La invención de un lugar se me aparece como otro modo de aplacar la “furia del afuera” que la pandemia parece haber traído o, cuanto menos, intensificado exponencialmente. Ambientar para que el afuera no me despedace, para no tener que pensar siempre en el afuera, para poder soportar el adentro, para volverlo lugar. De esa ambientación, me dí cuenta con el paso de los días, excluí la posibilidad de la tensión y el alerta, es decir, evito las sonoridades que me inducen imágenes persecutorias, sensaciones de amenaza, alertas. Todas sonoridades que también forman parte del género, como Aphex Twin, Ford & Lopatin, A place both wonderful and strange, Moon Diagram y las obras más cercanas a la film music de suspenso, que suelen toma formas aterradoras, una decisión estética discutible si se piensa que la incertidumbre -no saber, no poder hacerse una imagen nítida del porvenir- puede ser fuente de otros afectos y prácticas. De hecho, la pandemia me ha llevado a pensar y explorar el afecto de incertidumbre sin caer en el pánico ni el optimismo tonto. Tal vez mi selección estética en cuanto a qué ambient escuchar tenga que ver con la decisión de mantener abierta la incertidumbre como condición de invención.

 

Al efecto envolvente y total del virus, le estoy respondiendo con una ambientación. De hecho, en esta fabricación descubro que el rock, el hip hop, el funk, el pop, géneros que me encantan, se vuelven un poco extraños sin la posibilidad de escucharlos en la calle. No sólo de escucharlos efectivamente en la calle, sino de tener a la calle como posibilidad imaginaria, que es precisamente lo que la cuarentena nos sustrajo. Ilustro: cuando escucho un tema de Beatles, Lamar o Rosario Bléfari algo en mí traza una línea de fuga posible hacia la calle. Tal vez por eso se dice del rock, el hip hop o el indie que son géneros “urbanos”: no por haber nacido en la ciudad, sino por contener a la calle como posibilidad. Y si tuviera que decir dónde me enamoré de esas músicas, tendría que hablar de calles, parques, caminatas, recitales, viajes en colectivo, encuentros con amigxs, rutas, mucho más que de mi casa o mi dormitorio. (Y debo decir, también, que pocas veces que escuché discos ambient caminando por la calle. La calle exige una tensión y una atención que el ambient, precisamente, busca disolver, distender.
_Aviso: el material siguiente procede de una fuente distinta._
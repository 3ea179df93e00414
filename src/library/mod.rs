//! The music library document and everything that reads or changes it.

pub mod aggregator;
mod error;
mod models;
pub mod playback;
pub mod seed;
mod store;
pub mod validation;

pub use aggregator::{GenreCount, LibrarySummary, StarRating};
pub use error::{LibraryError, LibraryResult};
pub use models::{Document, Song, SongId, Stats, DEFAULT_FAVORITE_GENRE};
pub use playback::{record_play, PlayOutcome};
pub use seed::seed_if_empty;
pub use store::DocumentStore;
pub use validation::ValidationProblem;
use super::error::LibraryResult;
use super::models::SongId;
use super::store::DocumentStore;
use serde::Serialize;
use tracing::warn;

#[derive(Clone, Copy, Serialize, Debug, PartialEq, Eq)]
#[serde(tag = "outcome", rename_all = "snake_case")]
pub enum PlayOutcome {
    Recorded {
        song_id: SongId,
        plays: u64,
        total_plays: u64,
    },
    /// No song has the requested id, nothing changed.
    UnknownSong { song_id: SongId },
}

impl PlayOutcome {
    pub fn is_recorded(&self) -> bool {
        matches!(self, PlayOutcome::Recorded { .. })
    }
}

/// Counts one play of `song_id` and persists the document.
///
/// The song counter and `stats.totalPlays` move together inside the store's
/// critical section. An unknown id changes nothing, is not an error and does
/// not touch the file.
pub fn record_play(store: &DocumentStore, song_id: SongId) -> LibraryResult<PlayOutcome> {
    let recorded = store.update_if(|document| {
        let song = document.find_song_mut(song_id)?;
        song.plays += 1;
        let plays = song.plays;
        document.stats.total_plays += 1;
        Some(PlayOutcome::Recorded {
            song_id,
            plays,
            total_plays: document.stats.total_plays,
        })
    })?;

    Ok(recorded.unwrap_or_else(|| {
        warn!("Play requested for unknown song {}", song_id);
        PlayOutcome::UnknownSong { song_id }
    }))
}
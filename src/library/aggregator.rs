//! Views derived from the current song set.
//!
//! Everything here is recomputed from the songs on each call, in contrast with
//! the stored [`Stats`](super::Stats) counters.

use super::models::Song;
use serde::Serialize;
use std::cmp::Reverse;

pub const MAX_STARS: u8 = 5;

#[derive(Clone, Serialize, Debug, PartialEq, Eq)]
pub struct GenreCount {
    pub genre: String,
    pub count: usize,
}

#[derive(Clone, Copy, Serialize, Debug, PartialEq, Eq)]
pub struct StarRating {
    pub filled: u8,
    pub empty: u8,
}

#[derive(Clone, Serialize, Debug, PartialEq)]
#[serde(rename_all = "camelCase")]
pub struct LibrarySummary {
    pub total_songs: usize,
    pub total_plays: u64,
    /// None when there are no songs to average.
    pub average_rating: Option<f64>,
    pub favorite_genre: Option<String>,
    pub genre_distribution: Vec<GenreCount>,
    pub top_songs: Vec<Song>,
}

pub fn total_plays(songs: &[Song]) -> u64 {
    songs.iter().map(|s| s.plays).sum()
}

pub fn total_songs(songs: &[Song]) -> usize {
    songs.len()
}

/// Mean rating rounded to one decimal place.
pub fn average_rating(songs: &[Song]) -> Option<f64> {
    if songs.is_empty() {
        return None;
    }
    let mean = songs.iter().map(|s| s.rating).sum::<f64>() / songs.len() as f64;
    Some((mean * 10.0).round() / 10.0)
}

/// Number of songs per genre, most common first.
///
/// Genres with the same count keep the order in which they first appear.
pub fn genre_distribution(songs: &[Song]) -> Vec<GenreCount> {
    let mut distribution: Vec<GenreCount> = vec![];
    for song in songs.iter() {
        match distribution.iter_mut().find(|g| g.genre == song.genre) {
            Some(entry) => entry.count += 1,
            None => distribution.push(GenreCount {
                genre: song.genre.clone(),
                count: 1,
            }),
        }
    }
    // sort_by_key is stable
    distribution.sort_by_key(|g| Reverse(g.count));
    distribution
}

/// Distinct genres in first-seen order.
pub fn unique_genres(songs: &[Song]) -> Vec<String> {
    let mut genres: Vec<String> = vec![];
    for song in songs.iter() {
        if !genres.contains(&song.genre) {
            genres.push(song.genre.clone());
        }
    }
    genres
}

pub fn favorite_genre(songs: &[Song]) -> Option<String> {
    genre_distribution(songs).into_iter().next().map(|g| g.genre)
}

/// The `n` most played songs. Ties keep their original order.
pub fn top_songs(songs: &[Song], n: usize) -> Vec<&Song> {
    let mut ranked: Vec<&Song> = songs.iter().collect();
    ranked.sort_by_key(|s| Reverse(s.plays));
    ranked.truncate(n);
    ranked
}

pub fn star_rating(rating: f64) -> StarRating {
    let filled = rating.floor().clamp(0.0, MAX_STARS as f64) as u8;
    StarRating {
        filled,
        empty: MAX_STARS - filled,
    }
}

impl LibrarySummary {
    pub fn compute(songs: &[Song], top_n: usize) -> LibrarySummary {
        let genre_distribution = genre_distribution(songs);
        LibrarySummary {
            total_songs: total_songs(songs),
            total_plays: total_plays(songs),
            average_rating: average_rating(songs),
            favorite_genre: genre_distribution.first().map(|g| g.genre.clone()),
            genre_distribution,
            top_songs: top_songs(songs, top_n).into_iter().cloned().collect(),
        }
    }
}
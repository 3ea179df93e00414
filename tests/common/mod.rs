//! Common test infrastructure
//!
//! This module provides all the infrastructure needed for end-to-end tests.
//! Tests should only import from this module, not from internal submodules.
//!
//! # Example
//!
//! ```no_run
//! mod common;
//! use common::{TestServer, TestClient, MIDNIGHT_CITY_ID};
//! use reqwest::StatusCode;
//!
//! #[tokio::test]
//! async fn test_play_song() {
//!     let server = TestServer::spawn().await;
//!     let client = TestClient::new(server.base_url.clone());
//!
//!     let response = client.play(MIDNIGHT_CITY_ID).await;
//!     assert_eq!(response.status(), StatusCode::OK);
//! }
//! ```

mod client;
mod constants;
mod server;

// Public API - this is what tests import
pub use client::TestClient;
pub use constants::*;
pub use server::TestServer;
//! Random slowdown middleware for testing
#![allow(dead_code)] // Feature-gated middleware

use axum::body::Body;
use axum::extract::Request;
use axum::middleware::Next;
use axum::response::IntoResponse;
use rand::Rng;
use std::time::Duration;

const MAX_SLOWDOWN_MS: u64 = 1500;

/// Middleware that delays each request by a random amount of time, up to
/// [`MAX_SLOWDOWN_MS`]. Concurrent plays then overlap the way they would on a
/// slow disk.
pub async fn slowdown_request(request: Request<Body>, next: Next) -> impl IntoResponse {
    let delay_ms = rand::rng().random_range(0..=MAX_SLOWDOWN_MS);
    tokio::time::sleep(Duration::from_millis(delay_ms)).await;
    next.run(request).await
}
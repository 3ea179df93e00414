mod random_slowdown;
mod requests_logging;

pub use random_slowdown::slowdown_request;
pub use requests_logging::{log_requests, RequestsLoggingLevel};
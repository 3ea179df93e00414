//! VibeWave Library Server
//!
//! This library exposes the internal modules for testing and potential reuse.

pub mod config;
pub mod library;
pub mod server;

// Re-export commonly used types for convenience
pub use library::{DocumentStore, LibraryError, LibrarySummary};
pub use server::{make_app, run_server, RequestsLoggingLevel, ServerConfig};
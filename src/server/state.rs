use axum::extract::FromRef;

use crate::library::DocumentStore;
use std::sync::Arc;
use std::time::Instant;

use super::ServerConfig;

pub type GuardedDocumentStore = Arc<DocumentStore>;

#[derive(Clone)]
pub struct ServerState {
    pub config: ServerConfig,
    pub start_time: Instant,
    pub document_store: GuardedDocumentStore,
}

impl ServerState {
    pub fn new(config: ServerConfig, document_store: GuardedDocumentStore) -> ServerState {
        ServerState {
            config,
            start_time: Instant::now(),
            document_store,
        }
    }
}

impl FromRef<ServerState> for GuardedDocumentStore {
    fn from_ref(input: &ServerState) -> Self {
        input.document_store.clone()
    }
}

impl FromRef<ServerState> for ServerConfig {
    fn from_ref(input: &ServerState) -> Self {
        input.config.clone()
    }
}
La calle no es “ambientable”). Cómo afectó el corte de su retroalimentación con la calle a las estéticas musicales durante la pandemia lo iremos sabiendo a medida que lxs músicxs saquen sus nuevos trabajos, pero ahora que la calle redujo sus probabilidades de existir para nosotros, que la transitabilidad del espacio exterior está en un momento a la baja, puedo decir que la pandemia está afectando las estéticas musicales de mi espacio doméstico. Todos los días, un par de horas -sobre todo diurnas- construyo una barrera del sonido sanitaria.